*PROMPT*
Filter the entries below, keeping every line that has the word "Some".

Recorded data

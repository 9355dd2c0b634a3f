//! Broker facade wiring the job queue, the worker pool and the coordinator.
//!
//! ## Responsibilities
//!
//! - Spawn the worker pool and the coordinator task.
//! - Tag each submission with its sequence number and hand it to both the
//!   coordinator (Submission Queue) and the workers (job queue).
//! - Hand out the ordered output stream.
//! - Run the `Open -> Draining -> Closed` shutdown protocol.

use crate::{
    coordinator::task::coordinator_loop,
    error::{Error, Result},
    job::{Event, Job, Seq, Verdict},
    pool::WorkerPool,
    predicate::Predicate,
};
use core::fmt;
use std::sync::Arc;
use tokio::{sync::mpsc, task::JoinHandle};
use tokio_stream::wrappers::ReceiverStream;
use tokio_util::sync::CancellationToken;

/// Ordered stream of `(key, result)` pairs, in submission order. Ends once
/// the broker has fully shut down.
pub type ResultStream<K> = ReceiverStream<Verdict<K>>;

/// Construction parameters for a [`Broker`].
#[derive(Clone, Copy, Debug, PartialEq, Eq)]
pub struct BrokerConfig {
    /// Number of workers, and capacity of the job queue. This is the only
    /// admission-control knob: at most `concurrency` predicate calls run at
    /// once, and `submit` blocks once `concurrency` more are queued.
    pub concurrency: usize,
    /// Capacity of the ordered output channel. When the consumer falls this
    /// far behind, the coordinator stops releasing results.
    pub output_buffer: usize,
}

impl BrokerConfig {
    /// A config with the output buffer sized like the job queue.
    pub const fn new(concurrency: usize) -> Self {
        Self {
            concurrency,
            output_buffer: concurrency,
        }
    }

    fn validate(&self) -> Result<()> {
        if self.concurrency == 0 {
            return Err(Error::InvalidConfig {
                reason: "concurrency must be greater than 0".to_string(),
            });
        }
        if self.output_buffer == 0 {
            return Err(Error::InvalidConfig {
                reason: "output buffer must be greater than 0".to_string(),
            });
        }
        Ok(())
    }
}

/// Lifecycle of a [`Broker`].
#[derive(Clone, Copy, Debug, PartialEq, Eq)]
pub enum BrokerState {
    /// Accepting submissions.
    Open,
    /// `shutdown` has begun; in-flight jobs are finishing.
    Draining,
    /// Every result has been released and the output stream is closed.
    Closed,
}

/// Concurrent validation broker with in-order result release.
///
/// Keys are checked by up to `concurrency` workers at once, complete in any
/// order, and come back out of [`results`](Self::results) in exactly the
/// order they were submitted.
///
/// `submit` and `shutdown` take `&mut self`: the broker expects a single
/// producer. The result stream is expected to be consumed concurrently by a
/// single consumer; if nobody reads it, the pipeline stalls once the output
/// buffer, the coordinator channel and the job queue are full.
///
/// # Example
///
/// ```ignore
/// let mut broker = Broker::new(8, from_fn(|key: String| async move { !key.is_empty() }))?;
/// let results = broker.results()?;
/// let consumer = tokio::spawn(results.collect::<Vec<_>>());
/// for key in keys {
///     broker.submit(key).await?;
/// }
/// broker.shutdown().await?;
/// let verdicts = consumer.await?;
/// ```
pub struct Broker<K> {
    state: BrokerState,
    next_seq: Seq,
    jobs: Option<mpsc::Sender<Job<K>>>,
    events: Option<mpsc::Sender<Event<K>>>,
    pool: Option<WorkerPool>,
    fault: CancellationToken,
    coordinator: Option<JoinHandle<()>>,
    results: Option<mpsc::Receiver<Verdict<K>>>,
}

impl<K> Broker<K>
where
    K: Clone + Eq + fmt::Debug + Send + Sync + 'static,
{
    /// Creates a broker with `concurrency` workers running `predicate`.
    ///
    /// # Errors
    ///
    /// Returns [`Error::InvalidConfig`] if `concurrency` is zero.
    ///
    /// # Panics
    ///
    /// Must be called from within a Tokio runtime.
    pub fn new<P>(concurrency: usize, predicate: P) -> Result<Self>
    where
        P: Predicate<K>,
    {
        Self::with_config(BrokerConfig::new(concurrency), predicate)
    }

    /// Creates a broker from a full [`BrokerConfig`].
    ///
    /// # Errors
    ///
    /// Returns [`Error::InvalidConfig`] if any capacity is zero.
    ///
    /// # Panics
    ///
    /// Must be called from within a Tokio runtime.
    pub fn with_config<P>(config: BrokerConfig, predicate: P) -> Result<Self>
    where
        P: Predicate<K>,
    {
        config.validate()?;

        let (jobs_tx, jobs_rx) = mpsc::channel(config.concurrency);
        let (events_tx, events_rx) = mpsc::channel(config.concurrency);
        let (output_tx, output_rx) = mpsc::channel(config.output_buffer);

        let coordinator = tokio::spawn(coordinator_loop(events_rx, output_tx));
        let pool = WorkerPool::spawn(config.concurrency, jobs_rx, Arc::new(predicate), &events_tx);
        let fault = pool.fault();

        #[cfg(feature = "tracing")]
        tracing::debug!("Broker open with {config:?}");

        Ok(Self {
            state: BrokerState::Open,
            next_seq: 0,
            jobs: Some(jobs_tx),
            events: Some(events_tx),
            pool: Some(pool),
            fault,
            coordinator: Some(coordinator),
            results: Some(output_rx),
        })
    }

    /// Current lifecycle state.
    pub const fn state(&self) -> BrokerState {
        self.state
    }

    /// Number of keys accepted so far.
    pub const fn submitted(&self) -> u64 {
        self.next_seq
    }

    /// Takes the ordered output stream.
    ///
    /// # Errors
    ///
    /// Returns [`Error::ResultsTaken`] if the stream was already taken.
    pub fn results(&mut self) -> Result<ResultStream<K>> {
        self.results
            .take()
            .map(ReceiverStream::new)
            .ok_or(Error::ResultsTaken)
    }

    /// Submits a key for validation.
    ///
    /// Waits while the job queue is full; this is the broker's backpressure.
    /// The future is cancel-safe: if it is dropped before completing, the key
    /// was not submitted.
    ///
    /// # Errors
    ///
    /// - [`Error::BrokerClosed`] once `shutdown` has begun.
    /// - [`Error::ChannelError`] once a predicate has panicked on a worker,
    ///   or if every worker or the coordinator has died. Call `shutdown` to
    ///   re-raise the panic.
    pub async fn submit(&mut self, key: K) -> Result<()> {
        if self.state != BrokerState::Open {
            return Err(Error::BrokerClosed);
        }
        let (Some(jobs), Some(events)) = (&self.jobs, &self.events) else {
            return Err(Error::BrokerClosed);
        };
        if self.fault.is_cancelled() {
            return Err(worker_fault());
        }

        // Reserve both slots before sending anything so that cancellation
        // can never leave a submission without its job, or the reverse.
        let job_slot = tokio::select! {
            biased;
            () = self.fault.cancelled() => return Err(worker_fault()),
            slot = jobs.reserve() => slot.map_err(|_| Error::ChannelError {
                context: "job queue closed: every worker has exited".to_string(),
            })?,
        };
        let event_slot = tokio::select! {
            biased;
            () = self.fault.cancelled() => return Err(worker_fault()),
            slot = events.reserve() => slot.map_err(|_| Error::ChannelError {
                context: "coordinator has exited".to_string(),
            })?,
        };

        let job = Job {
            seq: self.next_seq,
            key,
        };

        #[cfg(feature = "tracing")]
        tracing::trace!("Submitting {:?} as seq {}", job.key, job.seq);

        // The coordinator must learn about the job before any worker can
        // report on it.
        event_slot.send(Event::Submitted(job.clone()));
        job_slot.send(job);
        self.next_seq += 1;
        Ok(())
    }

    /// Shuts the broker down and waits until every result has been released.
    ///
    /// Closes the job queue, waits for every in-flight predicate call to
    /// finish and every worker to exit, then lets the coordinator drain and
    /// check that nothing is left over before it closes the output stream.
    /// Calling it again after it has completed is a no-op.
    ///
    /// # Errors
    ///
    /// Returns [`Error::ChannelError`] if the coordinator task was cancelled.
    ///
    /// # Panics
    ///
    /// - Re-raises a panic from the predicate on any worker.
    /// - Re-raises an [`InvariantViolation`](crate::InvariantViolation) from
    ///   the coordinator.
    pub async fn shutdown(&mut self) -> Result<()> {
        if self.state == BrokerState::Closed {
            return Ok(());
        }

        // === Phase 0: Stop accepting new jobs ===
        self.state = BrokerState::Draining;
        #[cfg(feature = "tracing")]
        tracing::debug!("Broker draining after {} submissions", self.next_seq);
        drop(self.jobs.take());

        // === Phase 1: Wait for in-flight predicate calls ===
        if let Some(pool) = self.pool.take() {
            pool.join().await;
        }

        // === Phase 2: Let the coordinator drain and verify ===
        if let Some(events) = self.events.take() {
            if let Err(_e) = events.send(Event::Shutdown).await {
                #[cfg(feature = "tracing")]
                tracing::warn!("Coordinator exited before shutdown: {_e}");
            }
        }
        if let Some(coordinator) = self.coordinator.take() {
            match coordinator.await {
                Ok(()) => {}
                Err(e) if e.is_panic() => std::panic::resume_unwind(e.into_panic()),
                Err(e) => {
                    return Err(Error::ChannelError {
                        context: format!("coordinator task failed: {e}"),
                    });
                }
            }
        }

        self.state = BrokerState::Closed;
        #[cfg(feature = "tracing")]
        tracing::debug!("Broker closed");
        Ok(())
    }
}

fn worker_fault() -> Error {
    Error::ChannelError {
        context: "a predicate panicked on a worker; shutdown re-raises it".to_string(),
    }
}

impl<K> fmt::Debug for Broker<K> {
    fn fmt(&self, f: &mut fmt::Formatter<'_>) -> fmt::Result {
        f.debug_struct("Broker")
            .field("state", &self.state)
            .field("submitted", &self.next_seq)
            .finish_non_exhaustive()
    }
}

#[cfg(test)]
mod tests {
    use super::*;
    use crate::predicate::from_fn;

    #[tokio::test]
    async fn zero_concurrency_is_rejected() {
        let err = Broker::<String>::new(0, from_fn(|_: String| async { true })).unwrap_err();
        assert!(matches!(err, Error::InvalidConfig { .. }));
    }

    #[tokio::test]
    async fn zero_output_buffer_is_rejected() {
        let config = BrokerConfig {
            concurrency: 2,
            output_buffer: 0,
        };
        let err = Broker::<u32>::with_config(config, from_fn(|_: u32| async { true })).unwrap_err();
        assert!(matches!(err, Error::InvalidConfig { .. }));
    }

    #[tokio::test]
    async fn results_can_only_be_taken_once() {
        let mut broker = Broker::<u32>::new(1, from_fn(|_: u32| async { true })).unwrap();
        assert!(broker.results().is_ok());
        assert_eq!(broker.results().unwrap_err(), Error::ResultsTaken);
        broker.shutdown().await.unwrap();
    }

    #[tokio::test]
    async fn state_machine_moves_forward_only() {
        let mut broker = Broker::<u32>::new(2, from_fn(|_: u32| async { true })).unwrap();
        assert_eq!(broker.state(), BrokerState::Open);
        broker.shutdown().await.unwrap();
        assert_eq!(broker.state(), BrokerState::Closed);
        assert_eq!(broker.submit(1).await.unwrap_err(), Error::BrokerClosed);
        broker.shutdown().await.unwrap();
        assert_eq!(broker.state(), BrokerState::Closed);
    }

    #[tokio::test(flavor = "multi_thread", worker_threads = 2)]
    async fn submit_fails_fast_after_a_predicate_panic() {
        let mut broker = Broker::<u32>::new(
            2,
            from_fn(|n: u32| async move {
                assert!(n != 0, "zero is not allowed");
                true
            }),
        )
        .unwrap();
        let _results = broker.results().unwrap();
        broker.submit(0).await.unwrap();
        broker.fault.cancelled().await;

        let err = broker.submit(1).await.unwrap_err();
        assert!(matches!(err, Error::ChannelError { .. }));
        assert_eq!(broker.submitted(), 1);
        assert_eq!(broker.state(), BrokerState::Open);
    }

    #[tokio::test]
    async fn submitted_counts_accepted_keys() {
        let mut broker = Broker::<u32>::new(4, from_fn(|_: u32| async { true })).unwrap();
        let results = broker.results().unwrap();
        let consumer = tokio::spawn(tokio_stream::StreamExt::collect::<Vec<_>>(results));
        for n in 0..3 {
            broker.submit(n).await.unwrap();
        }
        assert_eq!(broker.submitted(), 3);
        broker.shutdown().await.unwrap();
        assert_eq!(consumer.await.unwrap().len(), 3);
    }
}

*ANSWER SPACE*
            jobs: Some(jobs_tx),
            events: Some(events_tx),
            pool: Some(pool),
            coordinator: Some(coordinator),
            results: Some(output_rx),
        let (Some(jobs), Some(events)) = (&self.jobs, &self.events) else {
        if let Some(pool) = self.pool.take() {
        if let Some(events) = self.events.take() {
        if let Some(coordinator) = self.coordinator.take() {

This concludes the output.